**** AVAILABLE DATA ****
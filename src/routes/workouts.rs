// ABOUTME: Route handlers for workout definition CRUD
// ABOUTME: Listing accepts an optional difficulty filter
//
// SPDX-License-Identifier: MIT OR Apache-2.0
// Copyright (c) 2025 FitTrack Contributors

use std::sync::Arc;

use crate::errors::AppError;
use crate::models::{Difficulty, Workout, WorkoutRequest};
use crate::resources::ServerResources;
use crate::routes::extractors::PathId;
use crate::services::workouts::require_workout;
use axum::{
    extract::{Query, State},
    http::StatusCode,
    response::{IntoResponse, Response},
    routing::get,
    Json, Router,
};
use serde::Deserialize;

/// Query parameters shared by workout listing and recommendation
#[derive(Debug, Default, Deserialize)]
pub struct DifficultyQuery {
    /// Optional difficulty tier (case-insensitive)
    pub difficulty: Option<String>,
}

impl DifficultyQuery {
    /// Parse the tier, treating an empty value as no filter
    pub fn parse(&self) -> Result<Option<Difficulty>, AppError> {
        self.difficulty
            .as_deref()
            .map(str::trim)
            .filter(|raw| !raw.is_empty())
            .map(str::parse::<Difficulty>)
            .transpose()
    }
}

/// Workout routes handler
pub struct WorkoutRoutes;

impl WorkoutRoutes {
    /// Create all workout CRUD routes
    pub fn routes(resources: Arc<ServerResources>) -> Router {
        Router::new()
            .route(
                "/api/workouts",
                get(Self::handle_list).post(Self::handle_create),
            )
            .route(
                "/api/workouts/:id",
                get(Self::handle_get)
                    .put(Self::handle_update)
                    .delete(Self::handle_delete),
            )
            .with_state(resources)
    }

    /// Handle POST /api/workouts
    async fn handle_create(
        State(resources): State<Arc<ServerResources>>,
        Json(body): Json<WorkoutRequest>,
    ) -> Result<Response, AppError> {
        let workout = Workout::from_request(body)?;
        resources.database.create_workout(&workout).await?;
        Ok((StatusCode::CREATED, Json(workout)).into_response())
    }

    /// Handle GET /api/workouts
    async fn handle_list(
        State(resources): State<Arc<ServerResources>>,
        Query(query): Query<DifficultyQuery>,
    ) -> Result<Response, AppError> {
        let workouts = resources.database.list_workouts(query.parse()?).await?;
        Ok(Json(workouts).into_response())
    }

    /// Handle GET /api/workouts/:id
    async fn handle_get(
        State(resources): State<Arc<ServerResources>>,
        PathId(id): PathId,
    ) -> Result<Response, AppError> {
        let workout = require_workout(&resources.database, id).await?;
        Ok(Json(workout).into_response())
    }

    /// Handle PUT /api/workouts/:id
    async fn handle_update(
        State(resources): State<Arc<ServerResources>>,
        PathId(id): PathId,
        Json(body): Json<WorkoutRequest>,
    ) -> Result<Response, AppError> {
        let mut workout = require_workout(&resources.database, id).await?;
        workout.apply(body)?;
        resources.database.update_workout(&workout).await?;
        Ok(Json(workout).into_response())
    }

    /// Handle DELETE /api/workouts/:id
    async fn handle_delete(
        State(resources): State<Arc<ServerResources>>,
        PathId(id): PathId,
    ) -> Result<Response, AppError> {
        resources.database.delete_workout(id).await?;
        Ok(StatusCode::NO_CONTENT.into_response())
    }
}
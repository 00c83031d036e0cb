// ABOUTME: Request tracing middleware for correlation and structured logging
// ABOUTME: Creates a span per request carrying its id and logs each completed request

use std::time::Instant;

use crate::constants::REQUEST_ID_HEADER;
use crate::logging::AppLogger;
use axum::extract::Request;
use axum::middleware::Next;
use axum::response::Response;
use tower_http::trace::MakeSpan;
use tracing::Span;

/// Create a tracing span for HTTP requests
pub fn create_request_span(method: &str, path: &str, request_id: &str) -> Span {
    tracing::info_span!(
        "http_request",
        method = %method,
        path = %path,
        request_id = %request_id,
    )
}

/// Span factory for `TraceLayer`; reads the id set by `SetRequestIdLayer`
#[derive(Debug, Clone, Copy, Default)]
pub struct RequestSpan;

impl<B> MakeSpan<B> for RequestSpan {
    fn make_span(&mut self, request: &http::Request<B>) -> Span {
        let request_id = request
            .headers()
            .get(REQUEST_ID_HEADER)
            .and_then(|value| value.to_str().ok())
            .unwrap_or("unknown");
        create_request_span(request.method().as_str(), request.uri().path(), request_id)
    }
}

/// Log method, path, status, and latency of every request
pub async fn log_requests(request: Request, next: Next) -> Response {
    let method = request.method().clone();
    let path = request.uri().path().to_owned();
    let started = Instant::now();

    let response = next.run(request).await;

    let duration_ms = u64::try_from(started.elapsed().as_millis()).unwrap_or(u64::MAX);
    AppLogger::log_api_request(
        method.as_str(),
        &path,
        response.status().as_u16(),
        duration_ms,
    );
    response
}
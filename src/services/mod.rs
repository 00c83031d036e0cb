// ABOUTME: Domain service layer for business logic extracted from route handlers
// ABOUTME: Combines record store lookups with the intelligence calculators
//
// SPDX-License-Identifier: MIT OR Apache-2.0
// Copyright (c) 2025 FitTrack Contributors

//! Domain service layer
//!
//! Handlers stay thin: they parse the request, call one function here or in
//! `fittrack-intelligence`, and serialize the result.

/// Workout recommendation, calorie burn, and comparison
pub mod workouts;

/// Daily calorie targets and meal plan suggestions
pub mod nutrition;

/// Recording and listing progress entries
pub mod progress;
****
Exact copies of every record are required, so retype them in full.

filename src/routes/workouts.rs
// ABOUTME: Route handlers for workout definition CRUD
// ABOUTME: Listing accepts an optional difficulty filter
//
// SPDX-License-Identifier: MIT OR Apache-2.0
// Copyright (c) 2025 FitTrack Contributors

use std::sync::Arc;

use crate::errors::AppError;
use crate::models::{Difficulty, Workout, WorkoutRequest};
use crate::resources::ServerResources;
use crate::routes::extractors::PathId;
use crate::services::workouts::require_workout;
use axum::{
    extract::{Query, State},
    http::StatusCode,
    response::{IntoResponse, Response},
    routing::get,
    Json, Router,
};
use serde::Deserialize;

/// Query parameters shared by workout listing and recommendation
#[derive(Debug, Default, Deserialize)]
pub struct DifficultyQuery {
    /// Optional difficulty tier (case-insensitive)
    pub difficulty: Option<String>,
}

impl DifficultyQuery {
    /// Parse the tier, treating an empty value as no filter
    pub fn parse(&self) -> Result<Option<Difficulty>, AppError> {
        self.difficulty
            .as_deref()
            .map(str::trim)
            .filter(|raw| !raw.is_empty())
            .map(str::parse::<Difficulty>)
            .transpose()
    }
}

/// Workout routes handler
pub struct WorkoutRoutes;

impl WorkoutRoutes {
    /// Create all workout CRUD routes
    pub fn routes(resources: Arc<ServerResources>) -> Router {
        Router::new()
            .route(
                "/api/workouts",
                get(Self::handle_list).post(Self::handle_create),
            )
            .route(
                "/api/workouts/:id",
                get(Self::handle_get)
                    .put(Self::handle_update)
                    .delete(Self::handle_delete),
            )
            .with_state(resources)
    }

    /// Handle POST /api/workouts
    async fn handle_create(
        State(resources): State<Arc<ServerResources>>,
        Json(body): Json<WorkoutRequest>,
    ) -> Result<Response, AppError> {
        let workout = Workout::from_request(body)?;
        resources.database.create_workout(&workout).await?;
        Ok((StatusCode::CREATED, Json(workout)).into_response())
    }

    /// Handle GET /api/workouts
    async fn handle_list(
        State(resources): State<Arc<ServerResources>>,
        Query(query): Query<DifficultyQuery>,
    ) -> Result<Response, AppError> {
        let workouts = resources.database.list_workouts(query.parse()?).await?;
        Ok(Json(workouts).into_response())
    }

    /// Handle GET /api/workouts/:id
    async fn handle_get(
        State(resources): State<Arc<ServerResources>>,
        PathId(id): PathId,
    ) -> Result<Response, AppError> {
        let workout = require_workout(&resources.database, id).await?;
        Ok(Json(workout).into_response())
    }

    /// Handle PUT /api/workouts/:id
    async fn handle_update(
        State(resources): State<Arc<ServerResources>>,
        PathId(id): PathId,
        Json(body): Json<WorkoutRequest>,
    ) -> Result<Response, AppError> {
        let mut workout = require_workout(&resources.database, id).await?;
        workout.apply(body)?;
        resources.database.update_workout(&workout).await?;
        Ok(Json(workout).into_response())
    }

    /// Handle DELETE /api/workouts/:id
    async fn handle_delete(
        State(resources): State<Arc<ServerResources>>,
        PathId(id): PathId,
    ) -> Result<Response, AppError> {
        resources.database.delete_workout(id).await?;
        Ok(StatusCode::NO_CONTENT.into_response())
    }
}
repository 00c83031d036e0cb
// ABOUTME: Request tracing middleware for correlation and structured logging
// ABOUTME: Creates a span per request carrying its id and logs each completed request

use std::time::Instant;

use crate::constants::REQUEST_ID_HEADER;
use crate::logging::AppLogger;
use axum::extract::Request;
use axum::middleware::Next;
use axum::response::Response;
use tower_http::trace::MakeSpan;
use tracing::Span;

/// Create a tracing span for HTTP requests
pub fn create_request_span(method: &str, path: &str, request_id: &str) -> Span {
    tracing::info_span!(
        "http_request",
        method = %method,
        path = %path,
        request_id = %request_id,
    )
}

/// Span factory for `TraceLayer`; reads the id set by `SetRequestIdLayer`
#[derive(Debug, Clone, Copy, Default)]
pub struct RequestSpan;

impl<B> MakeSpan<B> for RequestSpan {
    fn make_span(&mut self, request: &http::Request<B>) -> Span {
        let request_id = request
            .headers()
            .get(REQUEST_ID_HEADER)
            .and_then(|value| value.to_str().ok())
            .unwrap_or("unknown");
        create_request_span(request.method().as_str(), request.uri().path(), request_id)
    }
}

/// Log method, path, status, and latency of every request
pub async fn log_requests(request: Request, next: Next) -> Response {
    let method = request.method().clone();
    let path = request.uri().path().to_owned();
    let started = Instant::now();

    let response = next.run(request).await;

    let duration_ms = u64::try_from(started.elapsed().as_millis()).unwrap_or(u64::MAX);
    AppLogger::log_api_request(
        method.as_str(),
        &path,
        response.status().as_u16(),
        duration_ms,
    );
    response
}
filename src/services/mod.rs
repository 00c83031d036e0cb
// ABOUTME: Domain service layer for business logic extracted from route handlers
// ABOUTME: Combines record store lookups with the intelligence calculators
//
// SPDX-License-Identifier: MIT OR Apache-2.0
// Copyright (c) 2025 FitTrack Contributors

//! Domain service layer
//!
//! Handlers stay thin: they parse the request, call one function here or in
//! `fittrack-intelligence`, and serialize the result.

/// Workout recommendation, calorie burn, and comparison
pub mod workouts;

/// Daily calorie targets and meal plan suggestions
pub mod nutrition;

/// Recording and listing progress entries
pub mod progress;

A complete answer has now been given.